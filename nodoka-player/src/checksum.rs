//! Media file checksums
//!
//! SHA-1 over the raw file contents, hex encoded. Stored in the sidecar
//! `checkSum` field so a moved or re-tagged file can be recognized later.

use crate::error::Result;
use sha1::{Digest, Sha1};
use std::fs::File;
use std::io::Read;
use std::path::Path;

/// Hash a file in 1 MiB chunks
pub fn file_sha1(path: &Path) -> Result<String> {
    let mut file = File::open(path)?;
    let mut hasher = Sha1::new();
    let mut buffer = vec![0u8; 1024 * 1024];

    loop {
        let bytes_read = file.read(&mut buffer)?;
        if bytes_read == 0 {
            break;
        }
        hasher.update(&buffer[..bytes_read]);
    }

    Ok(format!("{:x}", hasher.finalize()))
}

————————

INSTRUCTIONS FOR THE TASK -
Beginning at the first line above, repeat exactly until the line containing "use std::fs::File;", which is included.

EXERCISE SOLUTION -
filename nodoka-player/src/checksum.rs
//! Media file checksums
//!
//! SHA-1 over the raw file contents, hex encoded. Stored in the sidecar
//! `checkSum` field so a moved or re-tagged file can be recognized later.

use crate::error::Result;
use sha1::{Digest, Sha1};
use std::fs::File;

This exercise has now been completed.